And Mazon Del, can you do the experiment? It'd be really useful to know how it would look like. A setup of dark box, moss, IR light and IR camera should do it. If you can't get IR then normal camera is fine. We only need to know how fast we could speed up the video for the particular moss (spirulina, is it?).

This thread is starting to pick up! Are you sure we don't need a subreddit or something to keep track of the different conversations happening here? And Nicholander, K^2, NERVAfan, and everyone who in this for real, we should meet in chat or something. You all have google accounts? So how about we use hangouts? Like in the weekend or something.

PS. I just realized, are we sure the orbit will decay in 4 weeks? Otherwise we can make a mission "continuation" if all systems remain functional, but what woud that be? The moss will probably be dead by then (or is it?). It'd be a shame to waste a relatively powerful cubesat (definitely powerful if we reach stretchgoals)...

Edited December 1, 2014 by henryrasia

[Coga19000]

Can someone inform me of the current decided -upon specifications of the sat? I simply cannot read all the posts in this thread.

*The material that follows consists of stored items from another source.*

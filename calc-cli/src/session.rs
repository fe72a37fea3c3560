//! Interactive session driver
//!
//! Owns one calculator and turns input lines into output records. Lines
//! starting with `:` are host directives (mode switching, history listing);
//! every other line is a token symbol handed to the engine.

use crate::config::OutputConfig;
use crate::report::{render_history, render_snapshot};
use anyhow::Result;
use calc_engine::{Calculator, EngineConfig, Mode};

/// Host-side controls that are not calculator tokens
#[derive(Debug, Clone, Copy, PartialEq, Eq)]
pub enum Directive {
    /// Flip between basic and scientific mode
    ToggleMode,
    /// Switch to a specific mode
    SetMode(Mode),
    /// Print the completed calculations
    History,
}

impl Directive {
    /// Parse a `:directive` line
    pub fn parse(line: &str) -> Option<Self> {
        let body = line.strip_prefix(':')?.trim();
        let mut words = body.split_whitespace();

        match (words.next(), words.next(), words.next()) {
            (Some("mode"), None, None) => Some(Directive::ToggleMode),
            (Some("mode"), Some("basic"), None) => Some(Directive::SetMode(Mode::Basic)),
            (Some("mode"), Some("scientific"), None) => Some(Directive::SetMode(Mode::Scientific)),
            (Some("history"), None, None) => Some(Directive::History),
            _ => None,
        }
    }
}

/// One calculator plus its output settings
pub struct Session {
    calc: Calculator,
    output: OutputConfig,
}

impl Session {
    /// Create a new session
    pub fn new(engine: EngineConfig, output: OutputConfig) -> Self {
        Self {
            calc: Calculator::with_config(engine),
            output,
        }
    }

    /// Handle one input line
    ///
    /// Returns the text to print, or `None` for blank lines.
    pub fn handle_line(&mut self, line: &str) -> Result<Option<String>> {
        let line = line.trim();
        if line.is_empty() {
            return Ok(None);
        }

        if line.starts_with(':') {
            return self.handle_directive(line).map(Some);
        }

        if self.calc.submit_symbol(line).is_none() {
            log::debug!("Ignored input {:?}", line);
        }

        render_snapshot(&self.calc.snapshot(), line, &self.output).map(Some)
    }

    fn handle_directive(&mut self, line: &str) -> Result<String> {
        match Directive::parse(line) {
            Some(Directive::ToggleMode) => {
                self.calc.toggle_mode();
                render_snapshot(&self.calc.snapshot(), line, &self.output)
            }
            Some(Directive::SetMode(mode)) => {
                self.calc.set_mode(mode);
                render_snapshot(&self.calc.snapshot(), line, &self.output)
            }
            Some(Directive::History) => render_history(self.calc.history_log(), self.output.format),
            None => {
                log::warn!("Unknown directive: {}", line);
                render_snapshot(&self.calc.snapshot(), line, &self.output)
            }
        }
    }

    /// The underlying calculator
    pub fn calculator(&self) -> &Calculator {
        &self.calc
    }
}

#[cfg(test)]
mod tests {
    use super::*;

    fn session() -> Session {
        Session::new(EngineConfig::default(), OutputConfig::default())
    }

    fn feed(session: &mut Session, lines: &[&str]) -> Vec<String> {
        lines
            .iter()
            .filter_map(|line| session.handle_line(line).unwrap())
            .collect()
    }

    #[test]
    fn test_directive_parsing() {
        assert_eq!(Directive::parse(":mode"), Some(Directive::ToggleMode));
        assert_eq!(
            Directive::parse(": mode scientific"),
            Some(Directive::SetMode(Mode::Scientific))
        );
        assert_eq!(Directive::parse(":history"), Some(Directive::History));
        assert_eq!(Directive::parse(":mode graphing"), None);
        assert_eq!(Directive::parse("mode"), None);
    }

    #[test]
    fn test_one_record_per_line() {
        let mut session = session();
        let out = feed(&mut session, &["2", "", "+", "3", "="]);
        assert_eq!(out, vec!["2", "2 | 2 +", "3 | 2 +", "5 | 2 + 3 = 5"]);
    }

    #[test]
    fn test_unknown_tokens_still_print() {
        let mut session = session();
        let out = feed(&mut session, &["7", "what", "sin"]);
        assert_eq!(out, vec!["7", "7", "7"]);
    }

    #[test]
    fn test_mode_directive_enables_functions() {
        let mut session = session();
        feed(&mut session, &["8", "1", ":mode scientific", "sqrt"]);
        assert_eq!(session.calculator().current_input(), "9");
        assert_eq!(session.calculator().mode(), Mode::Scientific);

        feed(&mut session, &[":mode"]);
        assert_eq!(session.calculator().mode(), Mode::Basic);
    }

    #[test]
    fn test_history_directive() {
        let mut session = session();
        feed(&mut session, &["1", "+", "2", "="]);
        let out = feed(&mut session, &[":history"]);
        assert_eq!(out.len(), 1);
        assert!(out[0].starts_with("  1. 1 + 2 = 3"));
    }

    #[test]
    fn test_error_record() {
        let mut session = session();
        let out = feed(&mut session, &["4", "/", "0", "="]);
        assert_eq!(out[3], "0 | 4 ÷ | error: Cannot divide by zero");
    }
}
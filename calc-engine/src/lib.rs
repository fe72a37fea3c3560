//! Calculator Engine Library
//!
//! A reusable state engine for an interactive arithmetic calculator driven by
//! discrete input tokens (digits, decimal point, operators, equals, clear, sign
//! toggle, percent and a fixed set of scientific functions).
//!
//! # Architecture
//!
//! This library is intentionally focused on calculation state:
//! - Classifies raw input symbols into tokens, gated by mode
//! - Applies each token to the accumulator/operator state
//! - Produces display text, history text and a transient error message
//!
//! The library does NOT:
//! - Render anything or know about buttons and keyboards
//! - Parse multi-operator expressions
//! - Persist history across sessions
//!
//! Reading tokens from a terminal lives in the application layer (calc-cli).
//!
//! # Example Usage
//!
//! ```
//! use calc_engine::{Calculator, EngineConfig, Mode};
//!
//! let config = EngineConfig::new()
//!     .with_mode(Mode::Scientific)
//!     .with_error_timeout_ms(3000);
//! let mut calc = Calculator::with_config(config);
//!
//! for symbol in ["1", "6", "sqrt", "+", "2", "="] {
//!     calc.submit_symbol(symbol);
//! }
//!
//! assert_eq!(calc.display_text(), "6");
//! assert_eq!(calc.history_text(), "4 + 2 = 6");
//! assert_eq!(calc.error_text(), None);
//! ```

// Public modules
pub mod arithmetic;
pub mod classifier;
pub mod config;
pub mod engine;
pub mod error_slot;
pub mod format;
pub mod number;
pub mod types;

// Re-export main types for convenience
pub use classifier::{classify, classify_for};
pub use config::EngineConfig;
pub use engine::Calculator;
pub use error_slot::{ErrorSlot, TransientError};
pub use types::{
    BinaryOp, CalcError, HistoryEntry, Mode, Result, ScientificFunction, Snapshot, Timestamp,
    Token,
};

/// Library version
pub const VERSION: &str = env!("CARGO_PKG_VERSION");

#[cfg(test)]
mod tests {
    use super::*;

    #[test]
    fn test_library_basics() {
        // Smoke test: a fresh calculator shows zero
        let calc = Calculator::new();
        assert_eq!(calc.display_text(), "0");
        assert_eq!(calc.history_text(), "");
        assert_eq!(calc.error_text(), None);
    }
}
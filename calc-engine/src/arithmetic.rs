//! Arithmetic evaluator
//!
//! Pure functions for binary operators and unary scientific functions.
//! All math is plain IEEE-754 `f64`; no precedence, no parsing.

use crate::types::{BinaryOp, CalcError, Result, ScientificFunction};
use std::f64::consts::{E, PI};

/// Apply a binary operator
///
/// # Arguments
/// * `a` - Left operand (the pending operand)
/// * `b` - Right operand (the current input)
/// * `op` - Operator to apply
///
/// # Returns
/// * `Ok(value)` - The IEEE-754 result
/// * `Err(CalcError::DivisionByZero)` - Dividing by zero; the caller keeps `a`
pub fn apply(a: f64, b: f64, op: BinaryOp) -> Result<f64> {
    match op {
        BinaryOp::Add => Ok(a + b),
        BinaryOp::Subtract => Ok(a - b),
        BinaryOp::Multiply => Ok(a * b),
        BinaryOp::Divide => {
            if b == 0.0 {
                return Err(CalcError::DivisionByZero);
            }
            Ok(a / b)
        }
    }
}

/// Evaluate a scientific function on `value`
///
/// Trigonometric functions take degrees. Constants ignore `value`.
pub fn evaluate_function(func: ScientificFunction, value: f64) -> f64 {
    match func {
        ScientificFunction::Sin => (value * PI / 180.0).sin(),
        ScientificFunction::Cos => (value * PI / 180.0).cos(),
        ScientificFunction::Tan => (value * PI / 180.0).tan(),
        ScientificFunction::Ln => value.ln(),
        ScientificFunction::Log => value.log10(),
        ScientificFunction::Sqrt => value.sqrt(),
        ScientificFunction::Square => value * value,
        ScientificFunction::Pi => PI,
        ScientificFunction::E => E,
    }
}

/// Evaluate a scientific function, rejecting NaN and infinite results
pub fn evaluate_function_checked(func: ScientificFunction, value: f64) -> Result<f64> {
    let result = evaluate_function(func, value);
    if result.is_finite() {
        Ok(result)
    } else {
        Err(CalcError::Domain {
            function: func,
            input: value,
        })
    }
}
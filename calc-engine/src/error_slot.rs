//! Transient error display
//!
//! At most one error message is live at a time. Instead of owning a timer, the
//! slot records a deadline; the message is visible until the deadline passes or
//! until the next submission clears it, whichever comes first. Hosts that want
//! to redraw on expiry can read the deadline from `pending_expiry`.

use crate::types::Timestamp;
use chrono::{DateTime, Duration, Utc};

/// A live error message with its expiry deadline
#[derive(Debug, Clone, PartialEq)]
pub struct TransientError {
    /// Message shown to the user
    pub message: String,
    /// When the error was raised
    pub raised_at: Timestamp,
    /// When the message stops being shown
    pub expires_at: Timestamp,
}

/// Holder for the single live error message
#[derive(Debug, Clone)]
pub struct ErrorSlot {
    timeout: Duration,
    current: Option<TransientError>,
}

impl ErrorSlot {
    /// Create an empty slot whose errors live for `timeout_ms`
    pub fn new(timeout_ms: u64) -> Self {
        Self {
            timeout: Duration::milliseconds(timeout_ms.min(i64::MAX as u64) as i64),
            current: None,
        }
    }

    /// Show a message, replacing any live one
    pub fn show(&mut self, message: impl Into<String>, now: Timestamp) {
        let message = message.into();
        log::warn!("Calculator error: {}", message);
        self.current = Some(TransientError {
            message,
            raised_at: now,
            expires_at: now
                .checked_add_signed(self.timeout)
                .unwrap_or(DateTime::<Utc>::MAX_UTC),
        });
    }

    /// Drop the live message, cancelling its pending expiry
    pub fn clear(&mut self) {
        self.current = None;
    }

    /// Drop the message if its deadline has passed
    ///
    /// Returns true when a message was expired.
    pub fn expire(&mut self, now: Timestamp) -> bool {
        match &self.current {
            Some(err) if now >= err.expires_at => {
                log::trace!("Error display expired: {}", err.message);
                self.current = None;
                true
            }
            _ => false,
        }
    }

    /// The message visible at `now`, if any
    pub fn text_at(&self, now: Timestamp) -> Option<&str> {
        self.current
            .as_ref()
            .filter(|err| now < err.expires_at)
            .map(|err| err.message.as_str())
    }

    /// Deadline of the live message
    pub fn pending_expiry(&self) -> Option<Timestamp> {
        self.current.as_ref().map(|err| err.expires_at)
    }

    /// The live error, regardless of its deadline
    pub fn current(&self) -> Option<&TransientError> {
        self.current.as_ref()
    }
}

#[cfg(test)]
mod tests {
    use super::*;
    use chrono::TimeZone;

    fn at(ms: i64) -> Timestamp {
        Utc.timestamp_millis_opt(1_700_000_000_000 + ms).unwrap()
    }

    #[test]
    fn test_message_visible_until_deadline() {
        let mut slot = ErrorSlot::new(3000);
        slot.show("Cannot divide by zero", at(0));

        assert_eq!(slot.text_at(at(0)), Some("Cannot divide by zero"));
        assert_eq!(slot.text_at(at(2999)), Some("Cannot divide by zero"));
        assert_eq!(slot.text_at(at(3000)), None);
        assert_eq!(slot.pending_expiry(), Some(at(3000)));
    }

    #[test]
    fn test_new_error_replaces_old() {
        let mut slot = ErrorSlot::new(3000);
        slot.show("first", at(0));
        slot.show("second", at(1000));

        assert_eq!(slot.text_at(at(3500)), Some("second"));
        assert_eq!(slot.pending_expiry(), Some(at(4000)));
    }

    #[test]
    fn test_clear_cancels_expiry() {
        let mut slot = ErrorSlot::new(3000);
        slot.show("oops", at(0));
        slot.clear();

        assert_eq!(slot.text_at(at(1)), None);
        assert_eq!(slot.pending_expiry(), None);
    }

    #[test]
    fn test_unbounded_timeout_saturates() {
        let mut slot = ErrorSlot::new(u64::MAX);
        slot.show("oops", at(0));

        assert_eq!(slot.pending_expiry(), Some(DateTime::<Utc>::MAX_UTC));
        assert_eq!(slot.text_at(at(1_000_000)), Some("oops"));
    }

    #[test]
    fn test_expire() {
        let mut slot = ErrorSlot::new(100);
        slot.show("oops", at(0));

        assert!(!slot.expire(at(50)));
        assert!(slot.current().is_some());
        assert!(slot.expire(at(100)));
        assert!(slot.current().is_none());
        assert!(!slot.expire(at(200)));
    }
}
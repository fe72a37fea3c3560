//! Engine configuration types
//!
//! This module defines the knobs a host can turn on the engine. Defaults give
//! a 12-character display, 6 exponent digits, 7-decimal result rounding and a
//! 3 second error display.

use crate::types::Mode;
use serde::{Deserialize, Serialize};

/// Configuration for the calculator engine
#[derive(Debug, Clone, PartialEq, Serialize, Deserialize)]
pub struct EngineConfig {
    /// Initial mode (survives `AC`)
    #[serde(default)]
    pub mode: Mode,

    /// How long an error message stays visible, in milliseconds
    #[serde(default = "default_error_timeout")]
    pub error_timeout_ms: u64,

    /// Longest input rendered verbatim before switching to exponential notation
    #[serde(default = "default_display_max_len")]
    pub display_max_len: usize,

    /// Fractional digits used by the exponential display form
    #[serde(default = "default_exponent_digits")]
    pub exponent_digits: usize,

    /// Decimal places kept after an operator chain or `=`
    #[serde(default = "default_result_decimals")]
    pub result_decimals: usize,

    /// Raise an error instead of showing NaN/Infinity from scientific functions
    #[serde(default = "default_true")]
    pub report_domain_errors: bool,

    /// Optional: keep at most this many completed calculations in the log
    #[serde(default)]
    pub history_limit: Option<usize>,
}

fn default_true() -> bool {
    true
}

fn default_error_timeout() -> u64 {
    3000
}

fn default_display_max_len() -> usize {
    12
}

fn default_exponent_digits() -> usize {
    6
}

fn default_result_decimals() -> usize {
    7
}

impl Default for EngineConfig {
    fn default() -> Self {
        Self {
            mode: Mode::default(),
            error_timeout_ms: default_error_timeout(),
            display_max_len: default_display_max_len(),
            exponent_digits: default_exponent_digits(),
            result_decimals: default_result_decimals(),
            report_domain_errors: default_true(),
            history_limit: None,
        }
    }
}

impl EngineConfig {
    /// Create a new engine configuration with default settings
    pub fn new() -> Self {
        Self::default()
    }

    /// Builder method: set the initial mode
    pub fn with_mode(mut self, mode: Mode) -> Self {
        self.mode = mode;
        self
    }

    /// Builder method: set the error display timeout
    pub fn with_error_timeout_ms(mut self, timeout_ms: u64) -> Self {
        self.error_timeout_ms = timeout_ms;
        self
    }

    /// Builder method: set the verbatim display length
    pub fn with_display_max_len(mut self, max_len: usize) -> Self {
        self.display_max_len = max_len;
        self
    }

    /// Builder method: enable or disable domain error reporting
    pub fn with_domain_errors(mut self, enabled: bool) -> Self {
        self.report_domain_errors = enabled;
        self
    }

    /// Builder method: cap the history log
    pub fn with_history_limit(mut self, limit: usize) -> Self {
        self.history_limit = Some(limit);
        self
    }
}
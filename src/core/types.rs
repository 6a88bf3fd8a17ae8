//! Core type aliases and grid geometry

pub use glam::{IVec3, UVec3};

/// Standard Result type for the crate
pub type Result<T> = std::result::Result<T, crate::core::error::Error>;

/// Dimensions of a voxel grid, in cells.
///
/// Cells are stored flat in x-major order: `x + y * SX + z * SX * SY`.
#[derive(Clone, Copy, Debug, Default, PartialEq, Eq, Hash)]
pub struct GridSize {
    pub x: u32,
    pub y: u32,
    pub z: u32,
}

impl GridSize {
    pub const fn new(x: u32, y: u32, z: u32) -> Self {
        Self { x, y, z }
    }

    /// Total number of cells, saturating on absurd sizes
    pub fn volume(&self) -> usize {
        (self.x as usize)
            .saturating_mul(self.y as usize)
            .saturating_mul(self.z as usize)
    }

    /// True when the grid is a single layer deep (2-D model)
    pub fn is_flat(&self) -> bool {
        self.z == 1
    }

    pub fn contains(&self, cell: UVec3) -> bool {
        cell.x < self.x && cell.y < self.y && cell.z < self.z
    }

    /// Flat index of a cell. The cell must lie inside the grid.
    pub fn index(&self, cell: UVec3) -> usize {
        cell.x as usize
            + cell.y as usize * self.x as usize
            + cell.z as usize * self.x as usize * self.y as usize
    }

    /// Inverse of [`GridSize::index`]
    pub fn cell(&self, index: usize) -> UVec3 {
        let sx = self.x as usize;
        let sxy = sx * self.y as usize;
        UVec3::new(
            (index % sx) as u32,
            ((index % sxy) / sx) as u32,
            (index / sxy) as u32,
        )
    }

    /// Component-wise maximum of two sizes
    pub fn max(&self, other: GridSize) -> GridSize {
        GridSize::new(self.x.max(other.x), self.y.max(other.y), self.z.max(other.z))
    }

}

impl std::fmt::Display for GridSize {
    fn fmt(&self, f: &mut std::fmt::Formatter<'_>) -> std::fmt::Result {
        write!(f, "{}x{}x{}", self.x, self.y, self.z)
    }
}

Also, from the basic knowledge I have on radiation, there is a slim chance that a Blackberry Pi without radiation proofing has a chance of getting fried even while it is OFF. Maybe the odds are small Emin to be ignored, though.

[RobotsAndSpaceships]

I don't think that a crowdfunding campaign can raise enough money for a mission into LKO, unless you take some drastic measures. Do you have any backup plans for funding?

[astropapi1]

Guys, I was talking to a friend of mine who's an amateur astronomer and he told me about Colombia's first satellite (didn't even know we had one), which was Cubesat called "Libertad 1" launched on 2007 on a Dnepr-1. The interesting thing, though, is that one of the engineers from that project lives on my city and is a friend of my friend, so I might be able to get in contact with him. As far as I can tell, he was in charge of communications and energy storage aboard the satellite.

My friend told me the satellite lasted about 6 months but didn't do very much, so we might get more useful information about temperature and radiation tolerance than what antenna or battery to use.

I don't know much about this kind of stuff, so I need help from you guys. What questions should I ask him when I manage to arrange a meeting with him?

I don't think that a crowdfunding campaign can raise enough money for a mission into LKO, unless you take some drastic measures. Do you have any backup plans for funding?

It has been done before, and we're trying to make everything we can ourselves to reduce costs when possible.

[MBobrik]

Yay! We've settled something! Updating the doc now!

Great, so computer will be Raspberry Pi, which will only be used occasionally, and then a rad-hard 8051 backup always on auxiliary one? Is that the plan? As for single events, there's still a small chance the Pi will be fried while in use. Are there ways to avert this? This is mission-critical, remember. Like only using the pi at night (orbital night, that is), or is that useless? Or maybe turn it off when power surges occur, is that feasible? I know nothing of Raspberry Pi but would love to learn, if anyone here does.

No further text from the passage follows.